** Opening Materials provided block **

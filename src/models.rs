//! Data models for gift-money analytics.
//!
//! This module contains the core data structures used throughout
//! the application for representing records, aggregates, and reports.

use chrono::{DateTime, Utc};
use serde::{Deserialize, Serialize};
use std::collections::HashMap;
use std::fmt;

/// A single gift-money entry.
#[derive(Debug, Clone, PartialEq, Eq, Hash, Serialize, Deserialize)]
pub struct Record {
    /// Year the gift was received.
    pub year: i32,
    /// Amount in yen.
    pub amount: i64,
    /// Display name of whoever gave the gift.
    pub giver: String,
}

impl Record {
    pub fn new(year: i32, amount: i64, giver: impl Into<String>) -> Self {
        Self {
            year,
            amount,
            giver: giver.into(),
        }
    }
}

impl fmt::Display for Record {
    fn fmt(&self, f: &mut fmt::Formatter<'_>) -> fmt::Result {
        write!(f, "{}: {} from {}", self.year, format_yen(self.amount), self.giver)
    }
}

/// Summary statistics derived from a collection of records.
///
/// Serialized field names match the JSON data API.
#[derive(Debug, Clone, Default, PartialEq, Serialize, Deserialize)]
pub struct AggregateResult {
    /// Sum of all amounts.
    #[serde(rename = "total_amount")]
    pub total: i64,
    /// Mean amount (0.0 when there are no records).
    #[serde(rename = "average_amount")]
    pub average: f64,
    /// Largest amount.
    #[serde(rename = "max_amount")]
    pub max: i64,
    /// Smallest amount.
    #[serde(rename = "min_amount")]
    pub min: i64,
    /// Number of records.
    pub count: usize,
    /// Records in input order.
    #[serde(rename = "yearly_data")]
    pub records: Vec<Record>,
    /// Summed amount per giver.
    #[serde(rename = "top_givers")]
    pub giver_totals: HashMap<String, i64>,
}

impl AggregateResult {
    /// Returns true if no records were aggregated.
    pub fn is_empty(&self) -> bool {
        self.count == 0
    }
}

/// One entry of the giver ranking.
#[derive(Debug, Clone, PartialEq, Eq, Serialize, Deserialize)]
pub struct GiverTotal {
    pub giver: String,
    pub total: i64,
}

/// Totals for a single year.
#[derive(Debug, Clone, PartialEq, Eq, Serialize, Deserialize)]
pub struct YearTotal {
    pub year: i32,
    pub total: i64,
    pub count: usize,
}

/// Response body of the bonus endpoint.
#[derive(Debug, Clone, Copy, PartialEq, Eq, Serialize, Deserialize)]
pub struct BonusAward {
    pub amount: i64,
}

/// Metadata about a generated report.
#[derive(Debug, Clone, Serialize, Deserialize)]
pub struct ReportMetadata {
    /// Report title.
    pub title: String,
    /// Date and time the report was generated.
    pub generated_at: DateTime<Utc>,
    /// Where the records came from.
    pub source: String,
    /// Number of records that were aggregated.
    pub record_count: usize,
}

/// A complete file report.
#[derive(Debug, Clone, Serialize, Deserialize)]
pub struct Report {
    /// Metadata about the report.
    pub metadata: ReportMetadata,
    /// The aggregated statistics.
    #[serde(flatten)]
    pub result: AggregateResult,
}

impl Report {
    /// Creates a report stamped with the current time.
    pub fn new(title: impl Into<String>, source: impl Into<String>, result: AggregateResult) -> Self {
        Self {
            metadata: ReportMetadata {
                title: title.into(),
                generated_at: Utc::now(),
                source: source.into(),
                record_count: result.count,
            },
            result,
        }
    }
}

/// Formats an amount as yen with thousands separators, e.g. `¥10,000`.
pub fn format_yen(amount: i64) -> String {
    let digits = amount.unsigned_abs().to_string();
    let mut grouped = String::with_capacity(digits.len() + digits.len() / 3);

    for (i, ch) in digits.chars().enumerate() {
        if i > 0 && (digits.len() - i) % 3 == 0 {
            grouped.push(',');
        }
        grouped.push(ch);
    }

    if amount < 0 {
        format!("-¥{}", grouped)
    } else {
        format!("¥{}", grouped)
    }
}
use crate::analysis::RecordError;
use axum::http::StatusCode;
use axum::response::{IntoResponse, Json, Response};
use serde_json::json;
use tracing::warn;

/// Unified error type that renders as a JSON `{"error": "..."}` response
/// with an appropriate HTTP status code.
#[derive(Debug)]
pub struct AppError {
    pub status: StatusCode,
    pub message: String,
}

impl AppError {
    pub fn not_found(msg: impl Into<String>) -> Self {
        Self {
            status: StatusCode::NOT_FOUND,
            message: msg.into(),
        }
    }

    pub fn unprocessable(msg: impl Into<String>) -> Self {
        Self {
            status: StatusCode::UNPROCESSABLE_ENTITY,
            message: msg.into(),
        }
    }

    pub fn internal(msg: impl Into<String>) -> Self {
        Self {
            status: StatusCode::INTERNAL_SERVER_ERROR,
            message: msg.into(),
        }
    }
}

impl IntoResponse for AppError {
    fn into_response(self) -> Response {
        if self.status.is_server_error() {
            warn!("Request failed: {}", self.message);
        }
        (self.status, Json(json!({ "error": self.message }))).into_response()
    }
}

impl From<RecordError> for AppError {
    fn from(e: RecordError) -> Self {
        AppError::unprocessable(e.to_string())
    }
}

impl From<prometheus::Error> for AppError {
    fn from(e: prometheus::Error) -> Self {
        AppError::internal(format!("metrics encoding failed: {}", e))
    }
}
//! Error types used across `chatroom`.
//!
//! None of these ever crosses a client boundary: a failing connection ends
//! that one client, and the room itself has no failure mode.

use thiserror::Error;

/// Failure of a single connection. Always terminal for that connection.
#[derive(Debug, Error)]
pub enum ConnectionError {
    #[error("connection closed")]
    Closed,
    #[error("websocket transport error: {0}")]
    Transport(#[from] tungstenite::Error),
}

/// The room's loop has stopped and no longer accepts requests.
#[derive(Debug, Clone, Copy, PartialEq, Eq, Error)]
#[error("room is no longer running")]
pub struct RoomClosed;

#[derive(Debug, Error)]
pub enum ServerError {
    #[error("io error: {0}")]
    Io(#[from] std::io::Error),
    #[error("configuration error: {0}")]
    Config(#[from] config::ConfigError),
}
mod settings;

use config::{Config, ConfigError, Environment, File};

use crate::config::settings::PartialSettings;

pub use settings::{RoomSettings, ServerSettings, Settings, TraceTarget};

/// Prefix of environment overrides, e.g. `CHATROOM__SERVER__PORT=9000`.
pub const ENV_PREFIX: &str = "CHATROOM";

/// Loads the configuration from `config/default.*` and `CHATROOM__*`
/// environment variables, merged over the defaults.
pub fn load_config() -> Result<Settings, ConfigError> {
    let builder = Config::builder()
        .add_source(File::with_name("config/default").required(false))
        .add_source(
            Environment::with_prefix(ENV_PREFIX)
                .separator("__")
                .try_parsing(true),
        );

    let config = builder.build()?;
    let partial: PartialSettings = config.try_deserialize()?;
    let settings = Settings::merge(partial);
    validate(&settings)?;
    Ok(settings)
}

/// Rejects settings the server cannot run with.
pub fn validate(settings: &Settings) -> Result<(), ConfigError> {
    if settings.room.message_buffer_size == 0 {
        return Err(ConfigError::Message(
            "room.message_buffer_size must be at least 1".to_string(),
        ));
    }
    if settings.room.socket_buffer_size == 0 {
        return Err(ConfigError::Message(
            "room.socket_buffer_size must be at least 1".to_string(),
        ));
    }
    if !settings.server.path.starts_with('/') {
        return Err(ConfigError::Message(format!(
            "server.path must start with '/', got '{}'",
            settings.server.path
        )));
    }
    Ok(())
}
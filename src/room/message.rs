//! Message payloads relayed by the room.
//!
//! A `Message` is an opaque, immutable byte payload. The room never looks
//! inside it beyond rendering a lossy preview for trace output; every member
//! receives the exact bytes that were submitted.

use std::borrow::Cow;

use bytes::Bytes;

#[derive(Debug, Clone, PartialEq, Eq, Hash)]
pub struct Message(Bytes);

impl Message {
    pub fn new(payload: impl Into<Bytes>) -> Self {
        Self(payload.into())
    }

    pub fn as_bytes(&self) -> &[u8] {
        &self.0
    }

    pub fn into_bytes(self) -> Bytes {
        self.0
    }

    /// Payload as text, with invalid UTF-8 sequences replaced.
    pub fn to_text_lossy(&self) -> Cow<'_, str> {
        String::from_utf8_lossy(&self.0)
    }
}

impl From<Bytes> for Message {
    fn from(payload: Bytes) -> Self {
        Self(payload)
    }
}

impl From<Vec<u8>> for Message {
    fn from(payload: Vec<u8>) -> Self {
        Self(Bytes::from(payload))
    }
}

impl From<String> for Message {
    fn from(payload: String) -> Self {
        Self(Bytes::from(payload))
    }
}

impl From<&'static str> for Message {
    fn from(payload: &'static str) -> Self {
        Self(Bytes::from_static(payload.as_bytes()))
    }
}
//! WebSocket transport
//!
//! This file implements the accept side of the chat server. Responsibilities:
//! - Accept TCP connections and upgrade them to WebSockets, only on the
//!   configured room path
//! - Create one `Client` per upgraded connection and let it serve until the
//!   connection ends
//!
//! A failed accept or handshake affects only that one connection.

use std::net::SocketAddr;
use std::sync::Arc;

use tokio::net::{TcpListener, TcpStream};
use tokio_tungstenite::accept_hdr_async_with_config;
use tracing::{debug, info, warn};
use tungstenite::handshake::server::{ErrorResponse, Request, Response};
use tungstenite::http::StatusCode;
use tungstenite::protocol::WebSocketConfig;

use crate::client::Client;
use crate::config::Settings;
use crate::room::RoomHandle;
use crate::transport::connection;
use crate::utils::error::ServerError;

/// Bind the configured address and serve connections into `room` forever.
pub async fn start_websocket_server(
    settings: Settings,
    room: RoomHandle,
) -> Result<(), ServerError> {
    let listener = TcpListener::bind(settings.addr()).await?;
    info!(
        "chat room listening on ws://{}{}",
        listener.local_addr()?,
        settings.server.path
    );
    serve(listener, room, settings).await;
    Ok(())
}

/// Accept loop over an already bound listener.
pub async fn serve(listener: TcpListener, room: RoomHandle, settings: Settings) {
    let settings = Arc::new(settings);

    loop {
        let (stream, peer) = match listener.accept().await {
            Ok(conn) => conn,
            Err(e) => {
                warn!("accept failed: {e}");
                continue;
            }
        };

        let room = room.clone();
        let settings = settings.clone();
        tokio::spawn(async move {
            handle_connection(stream, peer, room, &settings).await;
        });
    }
}

fn ws_config(settings: &Settings) -> WebSocketConfig {
    WebSocketConfig::default()
        .read_buffer_size(settings.room.socket_buffer_size)
        .write_buffer_size(settings.room.socket_buffer_size)
}

async fn handle_connection(
    stream: TcpStream,
    peer: SocketAddr,
    room: RoomHandle,
    settings: &Settings,
) {
    let room_path = settings.server.path.clone();
    let check_path = move |req: &Request, resp: Response| -> Result<Response, ErrorResponse> {
        if req.uri().path() == room_path {
            Ok(resp)
        } else {
            let body = format!("no room at {}", req.uri().path());
            let mut rejection = ErrorResponse::new(Some(body));
            *rejection.status_mut() = StatusCode::NOT_FOUND;
            Err(rejection)
        }
    };

    let config = Some(ws_config(settings));
    let ws_stream = match accept_hdr_async_with_config(stream, check_path, config).await {
        Ok(ws) => ws,
        Err(e) => {
            warn!("websocket handshake with {peer} failed: {e}");
            return;
        }
    };

    let (reader, writer) = connection::split(ws_stream);
    let client = Client::new(room, settings.room.message_buffer_size);
    let client_id = client.id();
    debug!("client {client_id} connected from {peer}");

    if let Err(e) = client.serve(reader, writer).await {
        warn!("client {client_id} from {peer} dropped: {e}");
    }
}
//! Connection pump
//!
//! A connection is used from two tasks at once: the inbound pump reads and
//! the outbound pump writes. It is therefore modelled as two halves, each
//! behind its own trait, so the client pumps can be driven by a real
//! WebSocket or by an in-memory double.

use std::future::Future;

use futures_util::stream::{SplitSink, SplitStream};
use futures_util::{SinkExt, StreamExt};
use tokio::io::{AsyncRead, AsyncWrite};
use tokio_tungstenite::WebSocketStream;
use tungstenite::protocol::Message as WsMessage;

use crate::room::Message;
use crate::utils::error::ConnectionError;

pub trait MessageReader: Send {
    /// Wait for the next message. Any error ends the connection.
    fn read(&mut self) -> impl Future<Output = Result<Message, ConnectionError>> + Send;
}

pub trait MessageWriter: Send {
    /// Write one message. Any error ends the connection.
    fn write(&mut self, message: Message)
    -> impl Future<Output = Result<(), ConnectionError>> + Send;

    /// Release the connection. Errors are ignored; the connection is gone either way.
    fn close(&mut self) -> impl Future<Output = ()> + Send;
}

pub struct WsReader<S> {
    stream: SplitStream<WebSocketStream<S>>,
}

pub struct WsWriter<S> {
    sink: SplitSink<WebSocketStream<S>, WsMessage>,
}

/// Split an upgraded WebSocket into its read and write halves.
pub fn split<S>(ws: WebSocketStream<S>) -> (WsReader<S>, WsWriter<S>)
where
    S: AsyncRead + AsyncWrite + Unpin,
{
    let (sink, stream) = ws.split();
    (WsReader { stream }, WsWriter { sink })
}

/// Map an inbound frame to a payload.
///
/// Text and binary frames carry payloads. Control frames are answered by
/// tungstenite itself and yield `None`. A close frame ends the connection.
pub fn from_frame(frame: WsMessage) -> Result<Option<Message>, ConnectionError> {
    match frame {
        WsMessage::Text(_) | WsMessage::Binary(_) => Ok(Some(Message::from(frame.into_data()))),
        WsMessage::Close(_) => Err(ConnectionError::Closed),
        WsMessage::Ping(_) | WsMessage::Pong(_) | WsMessage::Frame(_) => Ok(None),
    }
}

/// Map an outbound payload to a frame: text when it is valid UTF-8, binary otherwise.
pub fn to_frame(message: Message) -> WsMessage {
    match std::str::from_utf8(message.as_bytes()) {
        Ok(text) => WsMessage::text(text.to_owned()),
        Err(_) => WsMessage::binary(message.into_bytes()),
    }
}

impl<S> MessageReader for WsReader<S>
where
    S: AsyncRead + AsyncWrite + Unpin + Send,
{
    async fn read(&mut self) -> Result<Message, ConnectionError> {
        loop {
            match self.stream.next().await {
                Some(Ok(frame)) => {
                    if let Some(message) = from_frame(frame)? {
                        return Ok(message);
                    }
                }
                Some(Err(e)) => return Err(e.into()),
                None => return Err(ConnectionError::Closed),
            }
        }
    }
}

impl<S> MessageWriter for WsWriter<S>
where
    S: AsyncRead + AsyncWrite + Unpin + Send,
{
    async fn write(&mut self, message: Message) -> Result<(), ConnectionError> {
        self.sink.send(to_frame(message)).await?;
        Ok(())
    }

    async fn close(&mut self) {
        let _ = self.sink.close().await;
    }
}
//! # chatroom
//!
//! `chatroom` is a single-room, real-time broadcast server built with Rust.
//! Clients connect over WebSockets, and every message any client sends is
//! relayed to every client currently in the room.
//!
//! ## Core Modules
//!
//! - `room`: the membership authority. One task owns the set of connected
//!   clients and fans each message out without ever waiting on a client;
//!   a client whose queue is full is evicted.
//! - `client`: one connected participant and its two pumps (connection to
//!   room, room to connection).
//! - `transport`: the connection abstraction and the WebSocket server.
//! - `trace`: sinks for the room's activity trace.
//! - `config`: loading server configuration from files and environment.
//! - `utils`: error types and logging setup.

pub mod client;
pub mod config;
pub mod room;
pub mod trace;
pub mod transport;
pub mod utils;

** Closing Materials provided block **

▶ _Task_:
Lines from the entries that contain the word "ConfigError" are what the answer must hold.

▶ _Answer space_:
    Config(#[from] config::ConfigError),
use config::{Config, ConfigError, Environment, File};
pub fn load_config() -> Result<Settings, ConfigError> {
pub fn validate(settings: &Settings) -> Result<(), ConfigError> {
        return Err(ConfigError::Message(
        return Err(ConfigError::Message(
        return Err(ConfigError::Message(format!(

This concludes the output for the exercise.